High up, above 11,000 feet in the arid White Mountains of California, just east of the Sierra Nevada Mountain range and north of Death Valley, it is known for for extreme weather. This area gets less than a foot of rain a year. The wind blows almost constantly, and the temperature can dip to well below zero. After an hour-drive over a graded, long, windy and rocky 12-mile dirt road, we got spectacular scenery around us before we finally reached the Patriarch Grove. In this grove lives the largest of the oldest living entities on planet – the ancient warped, gnarled, and twisted Great Basin Bristlecone Pines.
Now just imagine this: some of these surviving Bristlecone Pines germinated during the Bronze Age (by the way, that’s between the Stone and the Iron Ages) :
– long before papyrus and ipads, when clay tablets were being used in Ancient Egyptian, Mesopotamia and Minoan civilizations;
– before one pine’s frost ring corresponded with a volcanic eruption in the Aegean in July 1626 BC, and provided a precise date for the whole set of archaeological data on Minoan civilization;
– before earliest structures of Stonehedge were being prepared;
– when, a few hundreds years later, around 2500 BC, the Great Pyramid was constructed;
– well before the World population has expounded to an estimated 30 million people; and
– at a time when, per Wikipedia, human life expectancy was about 26 years.

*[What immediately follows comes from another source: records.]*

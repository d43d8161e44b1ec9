mod http_runtime_test;
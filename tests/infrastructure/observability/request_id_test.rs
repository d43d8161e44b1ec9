use asr_hub::infrastructure::observability::{REQUEST_ID_HEADER, RequestId};

#[test]
fn given_request_id_header_constant_when_accessed_then_returns_correct_value() {
    assert_eq!(REQUEST_ID_HEADER, "x-request-id");
}

#[test]
fn given_request_id_when_cloned_then_equals_original() {
    let original = RequestId("abc".to_string());
    let cloned = original.clone();
    assert_eq!(original.0, cloned.0);
}
use axum::Json;
use axum::extract::State;
use axum::response::IntoResponse;
use serde_json::Value;

use crate::presentation::state::AppState;

use super::error::ApiError;
use super::openai_types::ConfigResponse;

pub async fn get_config_handler(State(state): State<AppState>) -> impl IntoResponse {
    Json(ConfigResponse {
        engine: state.transcription_service.config().await,
    })
}

/// Applies a partial engine configuration. Models whose settings changed are
/// evicted and rebuilt on next use; an invalid update changes nothing.
#[tracing::instrument(skip(state, update))]
pub async fn update_config_handler(
    State(state): State<AppState>,
    Json(update): Json<Value>,
) -> Result<Json<ConfigResponse>, ApiError> {
    let engine = state.transcription_service.update_config(&update).await?;
    tracing::info!("Engine configuration updated");
    Ok(Json(ConfigResponse { engine }))
}
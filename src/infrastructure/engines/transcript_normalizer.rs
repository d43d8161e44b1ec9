use serde::de::DeserializeOwned;
use serde_json::Value;

use crate::application::ports::{AdapterError, RuntimeError};
use crate::domain::{Segment, Task, Transcript, Word};

/// Engine-neutral view of one native segment before numbering. Diagnostics
/// an engine does not report stay at zero.
#[derive(Debug, Clone, Default)]
pub(crate) struct SegmentDraft {
    pub seek: i64,
    pub start: f64,
    pub end: f64,
    pub text: String,
    pub tokens: Vec<i64>,
    pub temperature: f64,
    pub avg_logprob: f64,
    pub compression_ratio: f64,
    pub no_speech_prob: f64,
    pub words: Option<Vec<Word>>,
}

/// Assigns 0-based ids in emission order, ignoring engine-native numbering,
/// and applies the word policy: words are attached only when requested, and
/// then always present, empty if the engine had none.
#[derive(Debug)]
pub(crate) struct SegmentNumbering {
    next_id: usize,
    word_timestamps: bool,
}

impl SegmentNumbering {
    pub fn new(word_timestamps: bool) -> Self {
        Self {
            next_id: 0,
            word_timestamps,
        }
    }

    pub fn number(&mut self, draft: SegmentDraft) -> Segment {
        let id = self.next_id;
        self.next_id += 1;

        let words = if self.word_timestamps {
            Some(draft.words.unwrap_or_default())
        } else {
            None
        };

        Segment {
            id,
            seek: draft.seek,
            start: draft.start,
            end: draft.end,
            text: draft.text,
            tokens: draft.tokens,
            temperature: draft.temperature,
            avg_logprob: draft.avg_logprob,
            compression_ratio: draft.compression_ratio,
            no_speech_prob: draft.no_speech_prob,
            words,
        }
    }
}

pub(crate) struct TranscriptBuilder {
    task: Task,
    numbering: SegmentNumbering,
    segments: Vec<Segment>,
}

impl TranscriptBuilder {
    pub fn new(task: Task, word_timestamps: bool) -> Self {
        Self {
            task,
            numbering: SegmentNumbering::new(word_timestamps),
            segments: Vec::new(),
        }
    }

    pub fn push(&mut self, draft: SegmentDraft) {
        let segment = self.numbering.number(draft);
        self.segments.push(segment);
    }

    pub fn last_end(&self) -> f64 {
        self.segments.last().map(|s| s.end).unwrap_or(0.0)
    }

    pub fn finish(self, language: String, duration: f64) -> Transcript {
        Transcript::new(self.task, language, duration, self.segments)
    }
}

pub(crate) fn decode_native<T: DeserializeOwned>(value: Value) -> Result<T, AdapterError> {
    serde_json::from_value(value)
        .map_err(|e| AdapterError::EngineRuntime(format!("malformed native result: {}", e)))
}

pub(crate) fn runtime_failure(error: RuntimeError) -> AdapterError {
    AdapterError::EngineRuntime(error.to_string())
}

pub(crate) fn millis_to_seconds(millis: f64) -> f64 {
    millis / 1000.0
}
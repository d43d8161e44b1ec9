mod engine_config;
mod model_identifier;
mod response_format;
mod stream_event;
mod transcript;

pub use engine_config::{
    ConfigValidationError, EngineConfig, EngineSection, EngineSettings, ModelSettings,
};
pub use model_identifier::{Engine, IdentifierError, ModelIdentifier};
pub use response_format::{ResponseFormat, TimestampGranularities, UnsupportedResponseFormat};
pub use stream_event::StreamEvent;
pub use transcript::{Segment, Task, Transcript, Word, concat_segment_text};
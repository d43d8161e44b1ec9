use config::{Config, ConfigError, Environment as EnvironmentSource, File};
use serde::Deserialize;

use crate::domain::EngineConfig;

use super::Environment;

const CONFIG_DIR: &str = "config";

#[derive(Debug, Clone, Default, Deserialize)]
pub struct Settings {
    #[serde(default)]
    pub server: ServerSettings,
    #[serde(default)]
    pub logging: LoggingSettings,
    #[serde(default)]
    pub inference: InferenceSettings,
    #[serde(default)]
    pub transcription: TranscriptionSettings,
    #[serde(default)]
    pub engine: EngineConfig,
}

#[derive(Debug, Clone, Deserialize)]
pub struct ServerSettings {
    pub host: String,
    pub port: u16,
}

impl Default for ServerSettings {
    fn default() -> Self {
        Self {
            host: "0.0.0.0".to_string(),
            port: 8000,
        }
    }
}

#[derive(Debug, Clone, Deserialize)]
pub struct LoggingSettings {
    pub level: String,
    pub enable_json: bool,
}

impl Default for LoggingSettings {
    fn default() -> Self {
        Self {
            level: "info".to_string(),
            enable_json: false,
        }
    }
}

#[derive(Debug, Clone, Deserialize)]
pub struct InferenceSettings {
    pub worker_threads: usize,
    pub max_concurrent_jobs: usize,
}

impl Default for InferenceSettings {
    fn default() -> Self {
        Self {
            worker_threads: 2,
            max_concurrent_jobs: 4,
        }
    }
}

#[derive(Debug, Clone, Deserialize)]
pub struct TranscriptionSettings {
    /// Used when a request omits `model`.
    pub default_model: String,
}

impl Default for TranscriptionSettings {
    fn default() -> Self {
        Self {
            default_model: "faster-whisper/large-v3".to_string(),
        }
    }
}

impl Settings {
    /// Layers `config/base.yaml`, `config/<environment>.yaml` and `APP__*`
    /// environment variables, later sources winning.
    pub fn load(environment: Environment) -> Result<Self, ConfigError> {
        Config::builder()
            .add_source(File::with_name(&format!("{}/base", CONFIG_DIR)).required(false))
            .add_source(
                File::with_name(&format!("{}/{}", CONFIG_DIR, environment.as_str()))
                    .required(false),
            )
            .add_source(
                EnvironmentSource::with_prefix("APP")
                    .prefix_separator("__")
                    .separator("__"),
            )
            .build()?
            .try_deserialize()
    }
}
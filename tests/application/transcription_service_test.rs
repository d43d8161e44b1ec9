use std::sync::Arc;
use std::time::Duration;

use futures::stream::StreamExt;
use serde_json::json;

use asr_hub::application::ports::{AdapterError, TranscriptionOptions};
use asr_hub::application::services::{
    InferencePool, ModelRegistry, TranscriptionError, TranscriptionService,
};
use asr_hub::domain::{
    Engine, EngineConfig, ResponseFormat, StreamEvent, Task, TimestampGranularities,
};
use asr_hub::infrastructure::engines::EngineAdapterFactory;
use asr_hub::infrastructure::runtime::MockInferenceRuntime;

use crate::helpers::{
    CountingFactory, audio_fixture, faster_whisper_result, faster_whisper_stream,
};

fn service_with(runtime: MockInferenceRuntime) -> TranscriptionService {
    service_on_pool(runtime, Arc::new(InferencePool::new(1, 2).unwrap()))
}

fn service_on_pool(runtime: MockInferenceRuntime, pool: Arc<InferencePool>) -> TranscriptionService {
    let factory = Arc::new(EngineAdapterFactory::with_runtime(Arc::new(runtime)));
    let registry = Arc::new(ModelRegistry::new(factory, EngineConfig::default()));
    TranscriptionService::new(registry, pool)
}

/// More segments than the adapter's channel buffers, so the producer stays
/// parked on the pool until the consumer drains it.
fn long_whisper_stream(segments: usize) -> Vec<serde_json::Value> {
    let mut records = vec![json!({"info": {"language": "en", "duration": segments as f64}})];
    records.extend((0..segments).map(|i| {
        json!({"segment": {"start": i as f64, "end": i as f64 + 1.0, "text": format!(" part {}", i)}})
    }));
    records
}

fn whisper_runtime() -> MockInferenceRuntime {
    MockInferenceRuntime::new()
        .with_result(Engine::FasterWhisper, faster_whisper_result())
        .with_stream(Engine::FasterWhisper, faster_whisper_stream())
}

#[tokio::test]
async fn given_audio_when_transcribing_then_segments_renumbered_from_zero() {
    let service = service_with(whisper_runtime());
    let audio = audio_fixture();

    let transcript = service
        .transcribe(
            "faster-whisper/large-v3",
            audio.path().to_path_buf(),
            TranscriptionOptions::default(),
        )
        .await
        .unwrap();

    let ids: Vec<usize> = transcript.segments.iter().map(|s| s.id).collect();
    assert_eq!(ids, vec![0, 1]);
    assert_eq!(transcript.text, "Hello there. General Kenobi.");
    assert_eq!(transcript.language, "en");
    assert!(transcript.segments.iter().all(|s| s.words.is_none()));
}

#[tokio::test]
async fn given_word_granularity_when_transcribing_then_every_segment_has_word_list() {
    let service = service_with(whisper_runtime());
    let audio = audio_fixture();
    let options = TranscriptionOptions {
        granularities: TimestampGranularities::parse(["word"]),
        ..TranscriptionOptions::default()
    };

    let transcript = service
        .transcribe("faster-whisper/large-v3", audio.path().to_path_buf(), options)
        .await
        .unwrap();

    assert_eq!(transcript.segments[0].words.as_ref().unwrap().len(), 2);
    assert_eq!(transcript.segments[1].words, Some(vec![]));
}

#[tokio::test]
async fn given_srt_format_when_transcribing_then_rendered_subtitles() {
    let service = service_with(whisper_runtime());
    let audio = audio_fixture();

    let rendered = service
        .transcribe_formatted(
            "faster-whisper/large-v3",
            audio.path().to_path_buf(),
            TranscriptionOptions::default(),
            ResponseFormat::Srt,
        )
        .await
        .unwrap();

    assert!(rendered.body.starts_with("1\n00:00:00,000 --> 00:00:01,500\n Hello there.\n\n"));
}

#[tokio::test]
async fn given_missing_audio_when_transcribing_then_client_fault() {
    let service = service_with(whisper_runtime());

    let err = service
        .transcribe(
            "faster-whisper/large-v3",
            "/nonexistent/audio.wav".into(),
            TranscriptionOptions::default(),
        )
        .await
        .unwrap_err();

    assert!(matches!(
        err,
        TranscriptionError::Adapter(AdapterError::AudioNotFound(_))
    ));
    assert!(err.is_client_fault());
}

#[tokio::test]
async fn given_translate_on_funasr_when_transcribing_then_unsupported_operation() {
    let service = service_with(
        MockInferenceRuntime::new().with_result(Engine::FunAsr, serde_json::json!([])),
    );
    let audio = audio_fixture();
    let options = TranscriptionOptions {
        task: Task::Translate,
        ..TranscriptionOptions::default()
    };

    let err = service
        .transcribe("funasr/paraformer-zh", audio.path().to_path_buf(), options)
        .await
        .unwrap_err();

    assert!(matches!(
        err,
        TranscriptionError::Adapter(AdapterError::UnsupportedOperation(_))
    ));
    assert!(err.is_client_fault());
}

#[tokio::test]
async fn given_failing_model_load_when_transcribing_then_infrastructure_fault() {
    let service = service_with(whisper_runtime().failing_load("out of memory"));
    let audio = audio_fixture();

    let err = service
        .transcribe(
            "faster-whisper/large-v3",
            audio.path().to_path_buf(),
            TranscriptionOptions::default(),
        )
        .await
        .unwrap_err();

    assert!(matches!(err, TranscriptionError::Registry(_)));
    assert!(!err.is_client_fault());
}

#[tokio::test]
async fn given_streaming_request_when_transcribing_then_deltas_then_done() {
    let service = service_with(whisper_runtime());
    let audio = audio_fixture();

    let events: Vec<StreamEvent> = service
        .transcribe_stream(
            "faster-whisper/large-v3",
            audio.path().to_path_buf(),
            TranscriptionOptions::default(),
        )
        .await
        .unwrap()
        .map(Result::unwrap)
        .collect()
        .await;

    assert_eq!(events.len(), 3);
    assert_eq!(
        events[2],
        StreamEvent::TextDone {
            text: "Hello there. General Kenobi.".to_string(),
            language: "en".to_string(),
            duration: 3.5,
        }
    );
}

#[tokio::test]
async fn given_streaming_on_sensevoice_when_transcribing_then_unsupported_before_any_event() {
    let service = service_with(MockInferenceRuntime::scaffold());
    let audio = audio_fixture();

    let result = service
        .transcribe_stream(
            "sensevoice/small",
            audio.path().to_path_buf(),
            TranscriptionOptions::default(),
        )
        .await;

    assert!(matches!(
        result,
        Err(TranscriptionError::Adapter(AdapterError::UnsupportedOperation(_)))
    ));
}

#[tokio::test]
async fn given_configured_models_when_listing_then_identifiers_returned() {
    let service = service_with(whisper_runtime());
    service
        .update_config(&serde_json::json!({
            "engine": {"faster-whisper": {"models": {"large-v3": {}}}}
        }))
        .await
        .unwrap();

    let models: Vec<String> = service
        .models()
        .await
        .iter()
        .map(|m| m.to_string())
        .collect();

    assert_eq!(models, vec!["faster-whisper/large-v3"]);
}

#[tokio::test]
async fn given_live_stream_when_pool_has_one_permit_then_permit_held_until_stream_dropped() {
    let pool = Arc::new(InferencePool::new(1, 1).unwrap());
    let service = service_on_pool(
        MockInferenceRuntime::new().with_stream(Engine::FasterWhisper, long_whisper_stream(40)),
        Arc::clone(&pool),
    );
    let audio = audio_fixture();

    let first = service
        .transcribe_stream(
            "faster-whisper/large-v3",
            audio.path().to_path_buf(),
            TranscriptionOptions::default(),
        )
        .await
        .unwrap();
    assert_eq!(pool.available_permits(), 0);

    let second = tokio::time::timeout(
        Duration::from_millis(100),
        service.transcribe_stream(
            "faster-whisper/large-v3",
            audio.path().to_path_buf(),
            TranscriptionOptions::default(),
        ),
    )
    .await;
    assert!(second.is_err());

    drop(first);
    assert_eq!(pool.available_permits(), 1);
}

#[tokio::test]
async fn given_stream_consumed_to_end_when_done_then_permit_released() {
    let pool = Arc::new(InferencePool::new(1, 1).unwrap());
    let service = service_on_pool(
        MockInferenceRuntime::new().with_stream(Engine::FasterWhisper, long_whisper_stream(40)),
        Arc::clone(&pool),
    );
    let audio = audio_fixture();

    let stream = service
        .transcribe_stream(
            "faster-whisper/large-v3",
            audio.path().to_path_buf(),
            TranscriptionOptions::default(),
        )
        .await
        .unwrap();
    let events: Vec<_> = stream.collect().await;

    assert_eq!(events.len(), 41);
    assert!(events.last().unwrap().as_ref().unwrap().is_done());
    assert_eq!(pool.available_permits(), 1);
}

#[tokio::test]
async fn given_adapter_without_streaming_capability_when_streaming_then_unsupported_without_invoking() {
    let factory = Arc::new(CountingFactory::default());
    let registry = Arc::new(ModelRegistry::new(factory, EngineConfig::default()));
    let pool = Arc::new(InferencePool::new(1, 1).unwrap());
    let service = TranscriptionService::new(registry, Arc::clone(&pool));
    let audio = audio_fixture();

    let result = service
        .transcribe_stream(
            "faster-whisper/large-v3",
            audio.path().to_path_buf(),
            TranscriptionOptions::default(),
        )
        .await;

    assert!(matches!(
        result,
        Err(TranscriptionError::Adapter(AdapterError::UnsupportedOperation(ref message)))
            if message.contains("streaming")
    ));
    assert_eq!(pool.available_permits(), 1);
}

During my healing journey through grief back in Fall of 2008 after the passing of my wife, Aspasia, I took a pilgrimage to the Ancient Bristlecone Pine Forest. Before sunrise, I was mesmerized and amazed by the clear crispy air under the brilliant Milky Way, meteor streaks (CLICK HERE), and then fleeting clouds, in the glowing kaleidoscopic sky. Underneath enormous skies, the shaping of these trees started, and every tree looked different from its neighbor. Some are twisted into a corkscrew. Others have branches that stretch in multiple directions. Perhaps most remarkable is the color of the exposed wood, which glows with shades of orange and gold.

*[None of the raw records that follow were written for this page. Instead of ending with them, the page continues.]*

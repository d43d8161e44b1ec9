use std::future::Future;
use std::sync::Arc;

use tokio::runtime::{Builder, Runtime};
use tokio::sync::{OwnedSemaphorePermit, Semaphore};

const THREAD_NAME: &str = "inference-worker";

/// Dedicated runtime for model construction and inference, kept apart from
/// the runtime accepting requests. A semaphore bounds how many jobs run at
/// once; excess jobs wait for a permit.
pub struct InferencePool {
    runtime: Option<Runtime>,
    permits: Arc<Semaphore>,
}

/// Holds a pool permit past the end of the job that acquired it. Work the job
/// left running, such as a segment producer, counts against the concurrency
/// limit until the lease is dropped.
#[derive(Debug)]
pub struct PoolLease {
    _permit: OwnedSemaphorePermit,
}

#[derive(Debug, thiserror::Error)]
pub enum PoolError {
    #[error("inference pool is shut down")]
    Closed,
    #[error("inference job did not complete: {0}")]
    JobFailed(String),
}

impl InferencePool {
    pub fn new(worker_threads: usize, max_concurrent_jobs: usize) -> std::io::Result<Self> {
        let runtime = Builder::new_multi_thread()
            .worker_threads(worker_threads.max(1))
            .thread_name(THREAD_NAME)
            .enable_all()
            .build()?;

        tracing::info!(
            worker_threads = worker_threads.max(1),
            max_concurrent_jobs = max_concurrent_jobs.max(1),
            "Inference pool started"
        );

        Ok(Self {
            runtime: Some(runtime),
            permits: Arc::new(Semaphore::new(max_concurrent_jobs.max(1))),
        })
    }

    pub async fn run<F, T>(&self, job: F) -> Result<T, PoolError>
    where
        F: Future<Output = T> + Send + 'static,
        T: Send + 'static,
    {
        let (output, _lease) = self.run_leased(job).await?;
        Ok(output)
    }

    /// Like [`run`](Self::run), but hands the permit back to the caller
    /// instead of releasing it when the job completes.
    pub async fn run_leased<F, T>(&self, job: F) -> Result<(T, PoolLease), PoolError>
    where
        F: Future<Output = T> + Send + 'static,
        T: Send + 'static,
    {
        let runtime = self.runtime.as_ref().ok_or(PoolError::Closed)?;
        let permit = Arc::clone(&self.permits)
            .acquire_owned()
            .await
            .map_err(|_| PoolError::Closed)?;

        // Held by the task until the job finishes, even if the caller goes away.
        let handle = runtime.spawn(async move {
            let output = job.await;
            (output, permit)
        });

        let (output, permit) = handle
            .await
            .map_err(|e| PoolError::JobFailed(e.to_string()))?;

        Ok((output, PoolLease { _permit: permit }))
    }

    pub fn available_permits(&self) -> usize {
        self.permits.available_permits()
    }
}

impl Drop for InferencePool {
    fn drop(&mut self) {
        if let Some(runtime) = self.runtime.take() {
            runtime.shutdown_background();
        }
    }
}
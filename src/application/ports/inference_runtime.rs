use std::path::PathBuf;
use std::pin::Pin;

use async_trait::async_trait;
use futures::stream::Stream;
use serde::Serialize;
use serde_json::{Map, Value};

use crate::domain::Engine;

#[derive(Debug, Clone, Serialize)]
pub struct LoadRequest {
    pub engine: Engine,
    pub model: String,
    /// Local weight directory, or the model name when the worker resolves
    /// weights itself.
    pub weights: String,
    pub device: String,
    #[serde(skip_serializing_if = "Option::is_none")]
    pub compute_type: Option<String>,
    pub extra: Map<String, Value>,
}

#[derive(Debug, Clone, Serialize)]
pub struct InferRequest {
    pub engine: Engine,
    pub model: String,
    pub audio_path: PathBuf,
    pub options: Map<String, Value>,
}

pub type NativeStream = Pin<Box<dyn Stream<Item = Result<Value, RuntimeError>> + Send + 'static>>;

/// Transport to an engine's inference worker. Results are returned in the
/// engine's native JSON shape; adapters own their interpretation.
#[async_trait]
pub trait InferenceRuntime: Send + Sync {
    async fn load(&self, request: &LoadRequest) -> Result<(), RuntimeError>;

    async fn infer(&self, request: &InferRequest) -> Result<Value, RuntimeError>;

    async fn infer_stream(&self, request: &InferRequest) -> Result<NativeStream, RuntimeError>;
}

#[derive(Debug, thiserror::Error)]
pub enum RuntimeError {
    #[error("inference worker unreachable: {0}")]
    Unreachable(String),
    #[error("inference worker returned status {status}: {message}")]
    Rejected { status: u16, message: String },
    #[error("invalid response from inference worker: {0}")]
    InvalidResponse(String),
}
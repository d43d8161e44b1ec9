use serde::{Deserialize, Serialize};

/// Wire-level event of an incremental transcription.
#[derive(Debug, Clone, PartialEq, Serialize, Deserialize)]
#[serde(tag = "type")]
pub enum StreamEvent {
    #[serde(rename = "transcript.text.delta")]
    TextDelta { delta: String },
    #[serde(rename = "transcript.text.done")]
    TextDone {
        text: String,
        language: String,
        duration: f64,
    },
}

impl StreamEvent {
    pub fn is_done(&self) -> bool {
        matches!(self, StreamEvent::TextDone { .. })
    }
}
mod adapter_factory;
mod engine_adapter;
mod inference_runtime;

pub use adapter_factory::AdapterFactory;
pub use engine_adapter::{
    AdapterError, EngineAdapter, EngineCapabilities, SegmentStream, TranscriptionOptions,
};
pub use inference_runtime::{
    InferRequest, InferenceRuntime, LoadRequest, NativeStream, RuntimeError,
};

Before leaving, I stood there with goosedbumps, misty-eyed on the mountain, observing life older than our written history. The struggle for these organisms to maintain life during extreme conditions is never ending, continuing day after day, year after year, century after century, and millennium after millennium. I noted the continuing cycle, and personally felt more ready to take a small step forward into my own continuing life cycle.
This time when returning the second time to the Patriarch Grove, in our travels a few weeks ago, I noticed my changes, while the Patriarch Grove survives with unnoticeable changes. It made me aware, perhaps spiritually. Certainly, everybody has their different sense of what’s spiritual, what God there is, or what creator, or whatever you want to use. But when I walked among these ancients once again, I realized how insignificant I was in the total picture of things. Humility, greater appreciation, and even awe, crept over me – for these Ancient Great Basin Bristlecone Pines. Do indeed come here before sunrise – you’ll surely be moved as we were.